Work required:
A complete answer lists every line of the material where the string "trip" occurs.

══════

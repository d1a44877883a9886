//! Prometheus metrics for alpha-mirror.
//!
//! Covers:
//! - Price poller outcomes and phase
//! - Per-provider failures and latency
//! - Store fetches and operator close commands
//! - Open positions and dashboard clients
//!
//! # Panics
//!
//! Metric registration uses `unwrap()` intentionally. If registration fails,
//! it indicates a fatal configuration error (e.g., duplicate metric names)
//! that should cause an immediate crash at startup rather than silent failure.
//! These panics only occur during static initialization, never at runtime.

use once_cell::sync::Lazy;
use prometheus::{
    register_counter_vec, register_histogram_vec, register_int_gauge, CounterVec, Encoder,
    HistogramVec, IntGauge, TextEncoder,
};

use crate::error::{TelemetryError, TelemetryResult};

/// Price polls by outcome.
/// Labels: outcome (ok/stale/cancelled)
pub static PRICE_POLLS_TOTAL: Lazy<CounterVec> = Lazy::new(|| {
    register_counter_vec!(
        "mirror_price_polls_total",
        "Total price polls by outcome",
        &["outcome"]
    )
    .unwrap()
});

/// Provider failures.
/// Labels: provider, reason (timeout/http/body)
pub static PROVIDER_FAILURES_TOTAL: Lazy<CounterVec> = Lazy::new(|| {
    register_counter_vec!(
        "mirror_provider_failures_total",
        "Total price provider failures",
        &["provider", "reason"]
    )
    .unwrap()
});

/// Provider round-trip latency in milliseconds.
pub static PROVIDER_LATENCY_MS: Lazy<HistogramVec> = Lazy::new(|| {
    register_histogram_vec!(
        "mirror_provider_latency_ms",
        "Price provider round-trip latency in milliseconds",
        &["provider"],
        vec![10.0, 25.0, 50.0, 100.0, 250.0, 500.0, 1000.0, 2000.0, 4000.0]
    )
    .unwrap()
});

/// Open positions seen in the latest store snapshot.
pub static OPEN_POSITIONS: Lazy<IntGauge> = Lazy::new(|| {
    register_int_gauge!("mirror_open_positions", "Open positions in the latest snapshot").unwrap()
});

/// Store fetches.
/// Labels: source (positions/indicators), outcome (ok/error)
pub static STORE_FETCHES_TOTAL: Lazy<CounterVec> = Lazy::new(|| {
    register_counter_vec!(
        "mirror_store_fetches_total",
        "Total persistence fetches by source and outcome",
        &["source", "outcome"]
    )
    .unwrap()
});

/// Operator close commands.
/// Labels: outcome (sent/failed/duplicate)
pub static CLOSE_COMMANDS_TOTAL: Lazy<CounterVec> = Lazy::new(|| {
    register_counter_vec!(
        "mirror_close_commands_total",
        "Total operator close commands by outcome",
        &["outcome"]
    )
    .unwrap()
});

/// Price poller phase (1=polling, 0=idle).
pub static POLLER_POLLING: Lazy<IntGauge> = Lazy::new(|| {
    register_int_gauge!("mirror_poller_polling", "Price poller phase (1=polling, 0=idle)").unwrap()
});

/// Connected dashboard WebSocket clients.
pub static DASHBOARD_CLIENTS: Lazy<IntGauge> = Lazy::new(|| {
    register_int_gauge!(
        "mirror_dashboard_clients",
        "Connected dashboard WebSocket clients"
    )
    .unwrap()
});

/// Metrics helper for convenient access.
pub struct Metrics;

impl Metrics {
    /// Record a completed price poll.
    pub fn price_poll(outcome: &str) {
        PRICE_POLLS_TOTAL.with_label_values(&[outcome]).inc();
    }

    /// Record a provider failure.
    pub fn provider_failure(provider: &str, reason: &str) {
        PROVIDER_FAILURES_TOTAL
            .with_label_values(&[provider, reason])
            .inc();
    }

    /// Record provider latency.
    pub fn provider_latency(provider: &str, latency_ms: f64) {
        PROVIDER_LATENCY_MS
            .with_label_values(&[provider])
            .observe(latency_ms);
    }

    pub fn open_positions(count: usize) {
        OPEN_POSITIONS.set(i64::try_from(count).unwrap_or(i64::MAX));
    }

    /// Record a store fetch.
    pub fn store_fetch(source: &str, ok: bool) {
        let outcome = if ok { "ok" } else { "error" };
        STORE_FETCHES_TOTAL
            .with_label_values(&[source, outcome])
            .inc();
    }

    /// Record an operator close command.
    pub fn close_command(outcome: &str) {
        CLOSE_COMMANDS_TOTAL.with_label_values(&[outcome]).inc();
    }

    pub fn poller_polling(polling: bool) {
        POLLER_POLLING.set(if polling { 1 } else { 0 });
    }

    pub fn dashboard_client_connected() {
        DASHBOARD_CLIENTS.inc();
    }

    pub fn dashboard_client_disconnected() {
        DASHBOARD_CLIENTS.dec();
    }
}

/// Render every registered metric in the Prometheus text format.
pub fn render_metrics() -> TelemetryResult<String> {
    let encoder = TextEncoder::new();
    let families = prometheus::gather();
    let mut buf = Vec::new();
    encoder
        .encode(&families, &mut buf)
        .map_err(|e| TelemetryError::Metrics(e.to_string()))?;
    String::from_utf8(buf).map_err(|e| TelemetryError::Metrics(e.to_string()))
}

#[cfg(test)]
mod tests {
    use super::*;

    #[test]
    fn test_provider_failure_counter_increments() {
        let before = PROVIDER_FAILURES_TOTAL
            .with_label_values(&["test-provider", "timeout"])
            .get();
        Metrics::provider_failure("test-provider", "timeout");
        let after = PROVIDER_FAILURES_TOTAL
            .with_label_values(&["test-provider", "timeout"])
            .get();
        assert_eq!(after - before, 1.0);
    }

    #[test]
    fn test_render_contains_registered_metric() {
        Metrics::close_command("sent");
        let text = render_metrics().unwrap();
        assert!(text.contains("mirror_close_commands_total"));
    }
}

══════

Answer to this problem:
/// Provider round-trip latency in milliseconds.
        "Price provider round-trip latency in milliseconds",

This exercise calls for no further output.